Activity.
The records sit below. Return every line in them that holds the word "style".

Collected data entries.
========================
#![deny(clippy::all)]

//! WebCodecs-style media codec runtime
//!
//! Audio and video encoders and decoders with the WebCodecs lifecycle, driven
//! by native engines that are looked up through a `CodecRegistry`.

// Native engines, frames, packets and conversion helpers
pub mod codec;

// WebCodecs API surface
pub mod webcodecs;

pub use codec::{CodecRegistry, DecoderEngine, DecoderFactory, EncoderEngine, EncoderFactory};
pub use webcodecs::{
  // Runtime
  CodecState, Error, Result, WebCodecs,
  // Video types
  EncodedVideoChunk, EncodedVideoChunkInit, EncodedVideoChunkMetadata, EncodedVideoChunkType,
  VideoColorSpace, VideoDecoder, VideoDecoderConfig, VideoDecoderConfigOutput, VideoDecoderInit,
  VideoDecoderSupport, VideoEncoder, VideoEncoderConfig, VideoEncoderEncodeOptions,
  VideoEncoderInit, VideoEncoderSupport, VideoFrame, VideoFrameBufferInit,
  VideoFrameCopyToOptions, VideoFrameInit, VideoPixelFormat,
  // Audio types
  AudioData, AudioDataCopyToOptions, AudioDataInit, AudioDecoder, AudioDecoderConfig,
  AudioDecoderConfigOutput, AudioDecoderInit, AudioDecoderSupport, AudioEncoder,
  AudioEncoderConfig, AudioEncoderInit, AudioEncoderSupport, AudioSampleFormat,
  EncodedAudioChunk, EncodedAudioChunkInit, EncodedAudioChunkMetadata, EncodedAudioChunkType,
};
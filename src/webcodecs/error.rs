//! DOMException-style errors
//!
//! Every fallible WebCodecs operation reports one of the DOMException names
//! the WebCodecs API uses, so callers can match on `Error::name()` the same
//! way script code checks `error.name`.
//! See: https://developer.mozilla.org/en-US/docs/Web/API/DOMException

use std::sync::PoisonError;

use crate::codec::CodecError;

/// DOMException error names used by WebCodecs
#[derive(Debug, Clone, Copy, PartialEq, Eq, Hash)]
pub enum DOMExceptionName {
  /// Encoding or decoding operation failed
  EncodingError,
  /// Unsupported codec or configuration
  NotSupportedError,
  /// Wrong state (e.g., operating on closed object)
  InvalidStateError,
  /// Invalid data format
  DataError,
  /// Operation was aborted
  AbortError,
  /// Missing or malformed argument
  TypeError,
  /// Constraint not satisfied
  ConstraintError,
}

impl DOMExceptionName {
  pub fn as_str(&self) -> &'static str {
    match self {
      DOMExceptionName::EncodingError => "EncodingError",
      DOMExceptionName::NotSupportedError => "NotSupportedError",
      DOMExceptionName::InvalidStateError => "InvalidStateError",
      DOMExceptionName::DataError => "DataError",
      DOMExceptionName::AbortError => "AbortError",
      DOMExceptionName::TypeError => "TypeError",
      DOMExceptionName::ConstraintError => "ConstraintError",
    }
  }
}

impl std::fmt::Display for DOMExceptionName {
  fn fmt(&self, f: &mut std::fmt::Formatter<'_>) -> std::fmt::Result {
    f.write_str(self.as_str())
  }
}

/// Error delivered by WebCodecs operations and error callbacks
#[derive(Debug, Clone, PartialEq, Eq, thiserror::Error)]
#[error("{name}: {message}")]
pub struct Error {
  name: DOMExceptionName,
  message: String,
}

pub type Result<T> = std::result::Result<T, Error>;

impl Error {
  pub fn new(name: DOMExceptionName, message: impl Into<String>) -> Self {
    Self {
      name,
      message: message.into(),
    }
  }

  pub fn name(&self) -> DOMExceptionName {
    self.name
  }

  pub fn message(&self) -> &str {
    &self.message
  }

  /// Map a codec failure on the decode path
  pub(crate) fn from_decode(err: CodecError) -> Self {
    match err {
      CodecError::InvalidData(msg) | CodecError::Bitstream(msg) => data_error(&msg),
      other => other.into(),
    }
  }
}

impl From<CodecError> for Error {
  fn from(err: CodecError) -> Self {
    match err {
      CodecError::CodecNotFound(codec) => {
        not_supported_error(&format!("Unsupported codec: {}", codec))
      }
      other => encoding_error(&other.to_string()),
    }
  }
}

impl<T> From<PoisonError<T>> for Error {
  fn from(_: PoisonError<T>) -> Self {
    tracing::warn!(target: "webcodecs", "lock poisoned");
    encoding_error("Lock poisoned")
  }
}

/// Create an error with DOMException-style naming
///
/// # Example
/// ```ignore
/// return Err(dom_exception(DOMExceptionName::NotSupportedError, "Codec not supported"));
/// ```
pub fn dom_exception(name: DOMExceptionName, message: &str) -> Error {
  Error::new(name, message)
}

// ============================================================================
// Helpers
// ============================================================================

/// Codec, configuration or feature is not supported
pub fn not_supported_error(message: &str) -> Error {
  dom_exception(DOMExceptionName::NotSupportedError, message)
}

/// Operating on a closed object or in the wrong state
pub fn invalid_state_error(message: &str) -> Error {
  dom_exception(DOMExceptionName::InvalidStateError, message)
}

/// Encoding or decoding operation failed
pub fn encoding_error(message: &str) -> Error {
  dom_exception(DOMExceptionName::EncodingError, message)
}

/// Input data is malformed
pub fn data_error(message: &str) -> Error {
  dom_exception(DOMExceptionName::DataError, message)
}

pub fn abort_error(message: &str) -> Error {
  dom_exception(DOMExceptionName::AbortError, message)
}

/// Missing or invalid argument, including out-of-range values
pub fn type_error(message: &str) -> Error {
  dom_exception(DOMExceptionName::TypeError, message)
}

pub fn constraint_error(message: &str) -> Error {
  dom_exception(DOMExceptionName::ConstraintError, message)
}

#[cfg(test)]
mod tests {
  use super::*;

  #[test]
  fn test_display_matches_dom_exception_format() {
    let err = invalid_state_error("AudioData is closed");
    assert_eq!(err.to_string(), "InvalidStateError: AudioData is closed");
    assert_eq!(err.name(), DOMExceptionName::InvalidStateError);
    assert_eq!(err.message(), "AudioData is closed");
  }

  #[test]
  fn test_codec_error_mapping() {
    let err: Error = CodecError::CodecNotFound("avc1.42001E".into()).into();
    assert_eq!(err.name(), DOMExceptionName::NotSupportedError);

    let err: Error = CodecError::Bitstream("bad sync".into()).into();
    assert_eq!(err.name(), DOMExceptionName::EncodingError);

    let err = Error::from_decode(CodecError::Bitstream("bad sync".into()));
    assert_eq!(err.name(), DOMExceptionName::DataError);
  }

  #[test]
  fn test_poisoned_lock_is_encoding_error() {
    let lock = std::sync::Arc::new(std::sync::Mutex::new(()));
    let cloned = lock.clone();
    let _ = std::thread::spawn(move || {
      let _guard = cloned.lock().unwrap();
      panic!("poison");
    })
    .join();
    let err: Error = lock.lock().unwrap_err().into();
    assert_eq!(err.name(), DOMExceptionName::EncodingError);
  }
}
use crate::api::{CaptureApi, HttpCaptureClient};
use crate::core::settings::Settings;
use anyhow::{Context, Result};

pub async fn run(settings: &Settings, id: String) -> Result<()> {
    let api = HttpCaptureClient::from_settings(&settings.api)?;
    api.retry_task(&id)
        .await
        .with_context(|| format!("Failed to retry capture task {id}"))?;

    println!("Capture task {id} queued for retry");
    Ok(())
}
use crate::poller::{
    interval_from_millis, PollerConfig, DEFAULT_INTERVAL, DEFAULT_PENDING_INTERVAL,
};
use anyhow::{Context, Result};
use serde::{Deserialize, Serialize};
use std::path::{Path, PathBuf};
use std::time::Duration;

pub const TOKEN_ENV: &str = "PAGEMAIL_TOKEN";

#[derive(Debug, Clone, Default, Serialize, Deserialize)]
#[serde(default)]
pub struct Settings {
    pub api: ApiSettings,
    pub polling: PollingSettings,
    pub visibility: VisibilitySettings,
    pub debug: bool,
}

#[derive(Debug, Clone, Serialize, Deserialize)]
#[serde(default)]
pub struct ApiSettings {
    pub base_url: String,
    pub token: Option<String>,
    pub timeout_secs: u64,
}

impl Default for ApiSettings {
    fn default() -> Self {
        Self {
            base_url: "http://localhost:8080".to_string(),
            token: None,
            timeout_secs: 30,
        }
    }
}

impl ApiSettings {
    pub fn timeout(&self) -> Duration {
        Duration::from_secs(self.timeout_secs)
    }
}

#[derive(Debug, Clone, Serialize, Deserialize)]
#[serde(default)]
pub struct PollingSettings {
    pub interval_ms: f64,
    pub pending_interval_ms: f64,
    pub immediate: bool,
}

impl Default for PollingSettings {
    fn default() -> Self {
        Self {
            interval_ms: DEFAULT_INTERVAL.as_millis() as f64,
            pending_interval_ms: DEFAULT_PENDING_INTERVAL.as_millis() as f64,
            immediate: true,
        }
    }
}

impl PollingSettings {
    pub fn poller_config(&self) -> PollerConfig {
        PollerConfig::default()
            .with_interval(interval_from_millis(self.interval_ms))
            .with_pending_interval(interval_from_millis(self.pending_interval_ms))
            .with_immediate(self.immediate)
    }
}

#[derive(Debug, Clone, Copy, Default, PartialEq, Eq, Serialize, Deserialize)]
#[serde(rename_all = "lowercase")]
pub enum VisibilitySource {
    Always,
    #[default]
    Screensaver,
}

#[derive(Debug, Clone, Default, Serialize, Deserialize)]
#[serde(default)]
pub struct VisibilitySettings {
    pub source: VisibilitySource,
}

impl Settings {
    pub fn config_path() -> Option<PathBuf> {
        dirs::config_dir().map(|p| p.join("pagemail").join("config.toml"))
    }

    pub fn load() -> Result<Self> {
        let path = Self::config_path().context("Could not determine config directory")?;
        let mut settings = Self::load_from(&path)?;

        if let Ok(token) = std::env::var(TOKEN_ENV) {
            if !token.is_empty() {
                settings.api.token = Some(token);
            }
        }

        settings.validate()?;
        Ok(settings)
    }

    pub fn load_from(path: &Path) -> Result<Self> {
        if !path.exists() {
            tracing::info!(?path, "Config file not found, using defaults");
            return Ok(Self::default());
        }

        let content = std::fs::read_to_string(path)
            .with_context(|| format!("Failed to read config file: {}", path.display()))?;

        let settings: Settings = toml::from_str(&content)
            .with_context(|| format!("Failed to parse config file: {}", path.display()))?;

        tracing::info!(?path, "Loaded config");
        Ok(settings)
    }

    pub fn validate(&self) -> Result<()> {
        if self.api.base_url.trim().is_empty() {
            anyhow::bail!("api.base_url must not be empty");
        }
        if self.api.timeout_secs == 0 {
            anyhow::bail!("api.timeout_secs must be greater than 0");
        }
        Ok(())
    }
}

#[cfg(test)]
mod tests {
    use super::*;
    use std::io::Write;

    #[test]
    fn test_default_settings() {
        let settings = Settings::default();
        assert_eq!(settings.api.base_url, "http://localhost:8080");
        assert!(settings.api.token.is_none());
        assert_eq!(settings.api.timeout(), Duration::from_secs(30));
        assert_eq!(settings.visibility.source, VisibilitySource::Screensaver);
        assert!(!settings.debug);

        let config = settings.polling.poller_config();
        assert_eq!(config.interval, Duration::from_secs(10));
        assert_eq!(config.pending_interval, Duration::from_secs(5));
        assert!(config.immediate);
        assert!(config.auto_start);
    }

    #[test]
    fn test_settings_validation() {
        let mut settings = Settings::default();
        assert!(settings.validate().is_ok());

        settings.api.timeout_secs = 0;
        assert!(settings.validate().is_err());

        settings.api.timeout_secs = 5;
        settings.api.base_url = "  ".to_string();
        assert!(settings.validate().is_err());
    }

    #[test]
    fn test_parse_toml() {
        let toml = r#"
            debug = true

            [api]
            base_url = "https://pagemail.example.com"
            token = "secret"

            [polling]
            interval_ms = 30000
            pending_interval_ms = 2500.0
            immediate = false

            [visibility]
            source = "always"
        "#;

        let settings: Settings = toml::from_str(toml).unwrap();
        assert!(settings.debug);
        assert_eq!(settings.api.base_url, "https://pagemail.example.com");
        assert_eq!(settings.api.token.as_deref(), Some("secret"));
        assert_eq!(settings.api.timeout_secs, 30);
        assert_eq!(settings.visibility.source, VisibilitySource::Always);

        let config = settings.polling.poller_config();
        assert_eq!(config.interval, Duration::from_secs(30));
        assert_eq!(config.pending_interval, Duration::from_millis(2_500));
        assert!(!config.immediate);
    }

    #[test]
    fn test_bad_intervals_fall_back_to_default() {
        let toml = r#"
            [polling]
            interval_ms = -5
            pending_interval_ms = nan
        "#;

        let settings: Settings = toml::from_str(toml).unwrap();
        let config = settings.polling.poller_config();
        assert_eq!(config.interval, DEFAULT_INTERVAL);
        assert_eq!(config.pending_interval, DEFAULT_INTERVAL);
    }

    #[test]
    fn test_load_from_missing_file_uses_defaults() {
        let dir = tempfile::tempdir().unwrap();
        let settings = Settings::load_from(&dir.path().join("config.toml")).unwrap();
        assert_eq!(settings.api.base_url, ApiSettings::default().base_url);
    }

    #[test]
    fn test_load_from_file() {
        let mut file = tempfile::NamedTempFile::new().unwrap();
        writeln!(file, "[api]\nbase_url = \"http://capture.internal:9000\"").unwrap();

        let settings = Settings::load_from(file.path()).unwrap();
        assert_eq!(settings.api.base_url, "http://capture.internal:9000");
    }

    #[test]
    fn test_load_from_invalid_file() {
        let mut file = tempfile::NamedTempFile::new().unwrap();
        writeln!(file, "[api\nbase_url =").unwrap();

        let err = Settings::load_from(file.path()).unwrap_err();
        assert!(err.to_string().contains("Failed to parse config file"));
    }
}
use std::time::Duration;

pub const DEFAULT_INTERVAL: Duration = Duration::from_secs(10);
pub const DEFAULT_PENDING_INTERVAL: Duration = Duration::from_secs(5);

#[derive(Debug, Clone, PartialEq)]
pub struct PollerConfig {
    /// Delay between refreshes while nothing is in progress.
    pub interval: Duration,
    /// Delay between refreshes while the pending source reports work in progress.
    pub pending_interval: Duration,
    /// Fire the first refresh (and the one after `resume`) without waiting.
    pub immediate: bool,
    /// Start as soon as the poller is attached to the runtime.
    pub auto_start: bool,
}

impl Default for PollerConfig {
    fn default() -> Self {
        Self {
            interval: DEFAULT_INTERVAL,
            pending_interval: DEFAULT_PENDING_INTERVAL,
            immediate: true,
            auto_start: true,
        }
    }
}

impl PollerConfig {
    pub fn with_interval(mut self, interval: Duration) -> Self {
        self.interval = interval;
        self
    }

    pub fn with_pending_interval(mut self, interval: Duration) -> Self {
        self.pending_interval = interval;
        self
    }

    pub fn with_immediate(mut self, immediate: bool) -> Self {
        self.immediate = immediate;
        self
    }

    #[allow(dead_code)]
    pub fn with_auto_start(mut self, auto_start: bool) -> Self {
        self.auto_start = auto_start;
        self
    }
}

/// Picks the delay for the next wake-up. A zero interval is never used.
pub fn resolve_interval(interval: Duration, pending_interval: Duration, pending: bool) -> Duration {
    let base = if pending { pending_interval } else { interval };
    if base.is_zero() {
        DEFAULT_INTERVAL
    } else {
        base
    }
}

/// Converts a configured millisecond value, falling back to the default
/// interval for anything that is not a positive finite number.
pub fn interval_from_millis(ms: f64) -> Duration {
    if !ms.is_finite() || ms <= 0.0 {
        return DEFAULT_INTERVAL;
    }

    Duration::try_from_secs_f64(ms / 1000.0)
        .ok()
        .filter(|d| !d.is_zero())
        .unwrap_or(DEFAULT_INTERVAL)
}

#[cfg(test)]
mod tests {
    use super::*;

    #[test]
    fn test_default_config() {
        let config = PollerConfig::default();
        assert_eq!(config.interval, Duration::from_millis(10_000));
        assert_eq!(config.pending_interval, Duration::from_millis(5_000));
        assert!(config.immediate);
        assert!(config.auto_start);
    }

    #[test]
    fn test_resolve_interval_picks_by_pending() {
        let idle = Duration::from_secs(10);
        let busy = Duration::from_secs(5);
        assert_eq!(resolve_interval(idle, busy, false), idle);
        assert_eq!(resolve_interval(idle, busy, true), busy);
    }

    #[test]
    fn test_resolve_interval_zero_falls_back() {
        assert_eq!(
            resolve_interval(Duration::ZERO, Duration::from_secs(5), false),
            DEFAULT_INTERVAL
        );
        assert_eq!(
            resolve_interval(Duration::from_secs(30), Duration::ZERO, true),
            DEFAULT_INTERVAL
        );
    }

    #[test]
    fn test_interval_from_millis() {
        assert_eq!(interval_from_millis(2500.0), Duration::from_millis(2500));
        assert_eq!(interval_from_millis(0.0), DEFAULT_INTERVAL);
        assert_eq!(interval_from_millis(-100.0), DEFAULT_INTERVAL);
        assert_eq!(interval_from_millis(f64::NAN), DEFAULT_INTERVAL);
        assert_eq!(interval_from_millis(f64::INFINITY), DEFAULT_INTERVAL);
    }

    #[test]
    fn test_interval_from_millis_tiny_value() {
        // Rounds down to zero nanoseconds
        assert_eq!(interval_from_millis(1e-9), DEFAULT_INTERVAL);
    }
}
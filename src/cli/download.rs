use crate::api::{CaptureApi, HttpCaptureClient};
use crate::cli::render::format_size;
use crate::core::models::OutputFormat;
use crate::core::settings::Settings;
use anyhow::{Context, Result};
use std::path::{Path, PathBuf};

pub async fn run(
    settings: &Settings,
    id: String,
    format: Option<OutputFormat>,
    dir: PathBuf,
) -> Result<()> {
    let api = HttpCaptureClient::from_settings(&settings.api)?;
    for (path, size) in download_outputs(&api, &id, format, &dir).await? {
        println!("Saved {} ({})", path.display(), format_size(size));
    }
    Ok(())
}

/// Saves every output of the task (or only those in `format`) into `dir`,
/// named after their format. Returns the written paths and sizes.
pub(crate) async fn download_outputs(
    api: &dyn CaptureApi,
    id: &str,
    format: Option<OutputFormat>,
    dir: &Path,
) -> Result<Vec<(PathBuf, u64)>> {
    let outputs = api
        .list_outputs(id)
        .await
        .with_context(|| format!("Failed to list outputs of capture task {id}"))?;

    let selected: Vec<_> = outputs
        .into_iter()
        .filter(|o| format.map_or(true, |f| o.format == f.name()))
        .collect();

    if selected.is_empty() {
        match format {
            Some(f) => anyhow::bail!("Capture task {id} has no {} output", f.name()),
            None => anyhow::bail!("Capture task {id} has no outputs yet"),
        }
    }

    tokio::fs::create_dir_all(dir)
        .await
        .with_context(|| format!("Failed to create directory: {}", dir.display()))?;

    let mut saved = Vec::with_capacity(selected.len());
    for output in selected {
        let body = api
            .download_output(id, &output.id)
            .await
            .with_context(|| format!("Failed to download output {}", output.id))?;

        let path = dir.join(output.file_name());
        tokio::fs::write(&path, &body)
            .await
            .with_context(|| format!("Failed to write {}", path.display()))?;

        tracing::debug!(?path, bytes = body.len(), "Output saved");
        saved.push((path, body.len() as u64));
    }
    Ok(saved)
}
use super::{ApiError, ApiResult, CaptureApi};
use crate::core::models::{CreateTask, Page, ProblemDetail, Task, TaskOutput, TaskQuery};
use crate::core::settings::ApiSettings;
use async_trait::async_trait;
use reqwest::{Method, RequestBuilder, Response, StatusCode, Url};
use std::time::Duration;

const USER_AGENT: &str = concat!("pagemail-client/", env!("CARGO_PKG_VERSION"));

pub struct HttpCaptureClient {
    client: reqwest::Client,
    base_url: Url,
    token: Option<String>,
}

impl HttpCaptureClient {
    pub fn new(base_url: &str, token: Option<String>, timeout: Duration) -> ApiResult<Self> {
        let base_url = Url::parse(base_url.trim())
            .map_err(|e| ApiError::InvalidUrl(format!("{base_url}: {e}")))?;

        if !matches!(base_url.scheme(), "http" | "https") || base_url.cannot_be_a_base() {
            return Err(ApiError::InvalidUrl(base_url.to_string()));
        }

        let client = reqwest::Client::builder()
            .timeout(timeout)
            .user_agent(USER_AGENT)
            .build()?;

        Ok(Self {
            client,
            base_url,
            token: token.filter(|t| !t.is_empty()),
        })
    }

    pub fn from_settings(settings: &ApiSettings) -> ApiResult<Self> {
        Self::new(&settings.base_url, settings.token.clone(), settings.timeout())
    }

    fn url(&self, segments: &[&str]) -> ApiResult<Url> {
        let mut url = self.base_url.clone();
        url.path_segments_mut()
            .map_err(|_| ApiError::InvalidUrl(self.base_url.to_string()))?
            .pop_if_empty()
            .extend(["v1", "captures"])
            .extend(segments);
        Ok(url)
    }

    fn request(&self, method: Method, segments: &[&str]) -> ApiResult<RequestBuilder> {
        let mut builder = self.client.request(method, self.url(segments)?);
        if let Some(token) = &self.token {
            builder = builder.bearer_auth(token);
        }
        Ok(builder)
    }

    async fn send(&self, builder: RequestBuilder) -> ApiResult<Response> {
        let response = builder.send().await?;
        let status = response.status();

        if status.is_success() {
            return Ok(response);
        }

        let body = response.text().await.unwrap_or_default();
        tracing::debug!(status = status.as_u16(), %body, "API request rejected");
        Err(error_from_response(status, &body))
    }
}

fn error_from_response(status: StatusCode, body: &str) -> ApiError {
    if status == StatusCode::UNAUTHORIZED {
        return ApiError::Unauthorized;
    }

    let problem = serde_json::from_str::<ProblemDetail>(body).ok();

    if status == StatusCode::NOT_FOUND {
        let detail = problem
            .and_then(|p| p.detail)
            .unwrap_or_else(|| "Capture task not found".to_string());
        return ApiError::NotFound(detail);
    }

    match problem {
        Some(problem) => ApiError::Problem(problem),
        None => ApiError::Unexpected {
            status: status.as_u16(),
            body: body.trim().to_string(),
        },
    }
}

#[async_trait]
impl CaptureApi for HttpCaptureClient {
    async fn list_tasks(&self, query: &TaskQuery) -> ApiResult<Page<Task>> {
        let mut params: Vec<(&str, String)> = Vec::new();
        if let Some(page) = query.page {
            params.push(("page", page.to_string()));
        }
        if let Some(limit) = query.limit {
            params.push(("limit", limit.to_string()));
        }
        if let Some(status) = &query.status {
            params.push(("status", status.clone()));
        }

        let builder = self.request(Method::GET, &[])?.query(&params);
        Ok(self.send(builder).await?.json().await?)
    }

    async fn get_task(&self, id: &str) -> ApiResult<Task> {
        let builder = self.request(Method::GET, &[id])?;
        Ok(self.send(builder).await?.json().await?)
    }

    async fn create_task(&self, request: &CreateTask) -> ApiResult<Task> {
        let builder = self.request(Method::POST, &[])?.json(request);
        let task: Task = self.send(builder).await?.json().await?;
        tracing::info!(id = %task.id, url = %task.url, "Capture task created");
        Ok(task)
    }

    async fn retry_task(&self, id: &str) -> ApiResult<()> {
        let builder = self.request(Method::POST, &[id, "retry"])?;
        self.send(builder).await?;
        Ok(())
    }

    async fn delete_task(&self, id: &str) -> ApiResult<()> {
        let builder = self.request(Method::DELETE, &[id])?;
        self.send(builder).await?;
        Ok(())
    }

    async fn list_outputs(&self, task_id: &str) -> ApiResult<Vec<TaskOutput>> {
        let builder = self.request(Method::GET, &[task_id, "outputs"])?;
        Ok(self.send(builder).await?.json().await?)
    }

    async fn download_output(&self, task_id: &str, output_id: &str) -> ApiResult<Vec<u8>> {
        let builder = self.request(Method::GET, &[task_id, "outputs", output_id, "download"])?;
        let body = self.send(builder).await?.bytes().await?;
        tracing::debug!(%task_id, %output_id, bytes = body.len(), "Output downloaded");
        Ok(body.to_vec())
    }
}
========================
Completed exercise.
//! WebCodecs-style media codec runtime
//! DOMException-style errors
/// Create an error with DOMException-style naming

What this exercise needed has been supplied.